Sometimes high load avarage is not a problem, as the server might have a very powerful hardware. A high load numbers is not always an indicator for a serious problems. Some 16 CPU dual core (2.18 Ghz) machine with 16GB of ram could probably work normally with a high load avarage like in the example. Anyhow as most servers are not so powerful having such a high load avarage, makes the machine hardly do its job routine.

In my specific, case one of our Debian Linux servers is periodically reaching to a very high load level numbers. When this happens the Apache webserver is often incapable to serve its incoming requests and starts lagging for clients. The only work-around is to stop the Apache server for a couple of seconds (10 or 20 seconds) and then start it again once the load avarage has dropped to less than "3".

If this temporary fix is not applied on time, the server load gets increased exponentially until all the server services (ssh, ftp … whatever) stop responding normally to requests and the server completely hangs …

Often this server overloads, are occuring at night time so I'm not logged in on the server and one such unexpected overload makes the server unreachable for hours.
To get around the sudden high periodic load avarage server increase, I've written a tiny bash script to monitor, the server load avarage and initiate an Apache server stop and start with a few seconds delay in between.

#!/bin/sh
# script to check server for extremely high load and restart Apache if the condition is matched
check=`cat /proc/loadavg | sed 's/\./ /' | awk '{print $1}'`
# define max load avarage when script is triggered
max_load='25'
# log file
high_load_log='/var/log/apache_high_load_restart.log';
# location of inidex.php to overwrite with temporary message
index_php_loc='/home/site/www/index.php';
# location to Apache init script
apache_init='/etc/init.d/apache2';
#
site_maintenance_msg="Site Maintenance in progress - We will be back online in a minute";
if [ $check -gt "$max_load" ]; then>
#25 is load average on 5 minutes
cp -rpf $index_php_loc $index_php_loc.bak_ap
echo "$site_maintenance_msg" > $index_php_loc
sleep 15;
if [ $check -gt "$max_load" ]; then
$apache_init stop
sleep 5;
$apache_init restart
echo "$(date) : Apache Restart due to excessive load | $check |" >> $high_load_log;
cp -rpf $index_php_loc.bak_ap $index_php_loc
fi
fi

The idea of the script is partially based on a forum thread – Auto Restart Apache on High Loadhttp://www.webhostingtalk.com/showthread.php?t=971304Here is a link to my restart_apache_on_high_load.sh script

The script is written in a way that it makes two "if" condition check ups, to assure 100% there is a constant high load avarage and not just a temporal 5 seconds load avarage jump. Once the first if is matched, the script first tries to reduce the server load by overwritting a the index.php, index.html script of the website with a one stating the server is ongoing a maintenance operations.
Temporary stopping the index page, often reduces the load in 10 seconds of time, so the second if case is not necessery at all. Sometimes, however this first "if" condition cannot decrease enough the load and the server load continues to stay too high, then the script second if comes to play and makes apache to be completely stopped via Apache init script do 2 secs delay and launch the apache server again.

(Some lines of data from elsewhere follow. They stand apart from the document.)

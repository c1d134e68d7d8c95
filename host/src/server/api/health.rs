use std::collections::BTreeMap;

use axum::{debug_handler, extract::State, http::StatusCode, routing::get, Json, Router};
use hashcrack_store::StateStore;
use serde::Serialize;
use utoipa::{OpenApi, ToSchema};

use crate::ManagerState;

#[derive(Debug, Serialize, ToSchema)]
/// Per-component health report.
pub struct HealthResponse {
    pub status: String,
    pub components: BTreeMap<String, String>,
}

#[utoipa::path(
    get,
    path = "/health",
    tag = "Health",
    responses (
        (status = 200, description = "Both the state store and the broker are reachable", body = HealthResponse),
        (status = 503, description = "At least one component is unhealthy", body = HealthResponse),
    )
)]
#[debug_handler(state = ManagerState)]
/// Health check
///
/// Probes the state store and the broker connection.
async fn handler(State(state): State<ManagerState>) -> (StatusCode, Json<HealthResponse>) {
    let mut components = BTreeMap::new();
    let mut healthy = true;

    match state.store.ping().await {
        Ok(()) => {
            components.insert("mongodb".to_owned(), "healthy".to_owned());
        }
        Err(err) => {
            healthy = false;
            components.insert("mongodb".to_owned(), format!("unhealthy: {err}"));
        }
    }

    if state.broker.is_connected().await {
        components.insert("rabbitmq".to_owned(), "healthy".to_owned());
    } else {
        healthy = false;
        components.insert(
            "rabbitmq".to_owned(),
            "unhealthy: connection closed".to_owned(),
        );
    }

    let (code, status) = if healthy {
        (StatusCode::OK, "healthy")
    } else {
        (StatusCode::SERVICE_UNAVAILABLE, "unhealthy")
    };
    (
        code,
        Json(HealthResponse {
            status: status.to_owned(),
            components,
        }),
    )
}

#[derive(OpenApi)]
#[openapi(paths(handler))]
struct Docs;

pub fn create_docs() -> utoipa::openapi::OpenApi {
    Docs::openapi()
}

pub fn create_router() -> Router<ManagerState> {
    Router::new().route("/", get(handler))
}
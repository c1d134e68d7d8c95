use axum::{
    debug_handler,
    extract::{Query, State},
    routing::get,
    Json, Router,
};
use hashcrack_store::{RequestStatus, StateStore};
use serde::{Deserialize, Serialize};
use utoipa::{IntoParams, OpenApi, ToSchema};

use crate::{
    error::{HostError, HostResult},
    metrics, ManagerState,
};

#[derive(Debug, Deserialize, IntoParams)]
pub struct StatusParams {
    /// Id returned by the crack route.
    #[serde(rename = "requestId")]
    pub request_id: Option<String>,
}

#[derive(Debug, Serialize, ToSchema)]
/// The response body of a status lookup. `progress` is present while the
/// search runs, `results` once it is READY.
pub struct StatusResponse {
    pub status: RequestStatus,
    #[serde(skip_serializing_if = "Option::is_none")]
    pub progress: Option<u8>,
    #[serde(skip_serializing_if = "Option::is_none")]
    pub results: Option<Vec<String>>,
}

#[utoipa::path(
    get,
    path = "/status",
    tag = "Cracking",
    params(StatusParams),
    responses (
        (status = 200, description = "Current state of the request", body = StatusResponse),
        (status = 400, description = "Missing requestId"),
        (status = 404, description = "Unknown requestId"),
    )
)]
#[debug_handler(state = ManagerState)]
/// Look up a crack request
///
/// While the search is IN_PROGRESS the response carries the percentage of
/// tasks done; once READY it carries every preimage found, possibly none.
async fn status_handler(
    State(state): State<ManagerState>,
    Query(params): Query<StatusParams>,
) -> HostResult<Json<StatusResponse>> {
    metrics::inc_status_requests();
    let request_id = params
        .request_id
        .ok_or_else(|| HostError::Validation("Missing requestId".to_owned()))?;

    let request = state
        .store
        .get_request(&request_id)
        .await?
        .ok_or(HostError::NotFound(request_id.clone()))?;

    let response = match request.status {
        RequestStatus::InProgress => {
            let counts = state.store.request_task_counts(&request_id).await?;
            let progress = (counts.total > 0)
                .then(|| (100 * counts.done / counts.total) as u8);
            StatusResponse {
                status: request.status,
                progress,
                results: None,
            }
        }
        RequestStatus::Ready => StatusResponse {
            status: request.status,
            progress: None,
            results: Some(request.results),
        },
        RequestStatus::Error => StatusResponse {
            status: request.status,
            progress: None,
            results: None,
        },
    };

    Ok(Json(response))
}

#[derive(OpenApi)]
#[openapi(paths(status_handler))]
struct Docs;

pub fn create_docs() -> utoipa::openapi::OpenApi {
    Docs::openapi()
}

pub fn create_router() -> Router<ManagerState> {
    Router::new().route("/status", get(status_handler))
}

The script also logs about, the load avarage encountered, while the server was overloaded and Apache webserver was restarted, so later I can check what time the server overload occured.
To make the script periodically run, I've scheduled the script to launch every 5 minutes as a cron job with the following cron:

# restart Apache if load is higher than 25
*/5 * * * * /usr/sbin/restart_apache_on_high_load.sh >/dev/null 2>&1

I have also another system which is running FreeBSD 7_2, which is having the same overload server problems as with the Linux host.
Copying the auto restart apache on high load script on FreeBSD didn't work out of the box. So I rewrote a little chunk of the script to make it running on the FreeBSD host. Hence, if you would like to auto restart Apache or any other service on FreeBSD server get /usr/sbin/restart_apache_on_high_load_freebsd.sh my script and set it on cron on your BSD.

This script is just a temporary work around, however as its obvious that the frequency of the high overload will be rising with time and we will need to buy new server hardware to solve permanently the issues, anyways, until this happens the script does a great job 🙂

I'm aware there is also alternative way to auto restart Apache webserver on high server loads through using monit utility for monitoring services on a Unix system. However as I didn't wanted to bother to run extra services in the background I decided to rather use the up presented script.

Interesting info to know is Apache module mod_overload exists – which can be used for checking load average. Using this module once load avarage is over a certain number apache can stop in its preforked processes current serving request, I've never tested it myself so I don't know how usable it is. As of time of writting it is in early stage version 0.2.2
If someone, have tried it and is happy with it on a busy hosting servers, please share with me if it is stable enough?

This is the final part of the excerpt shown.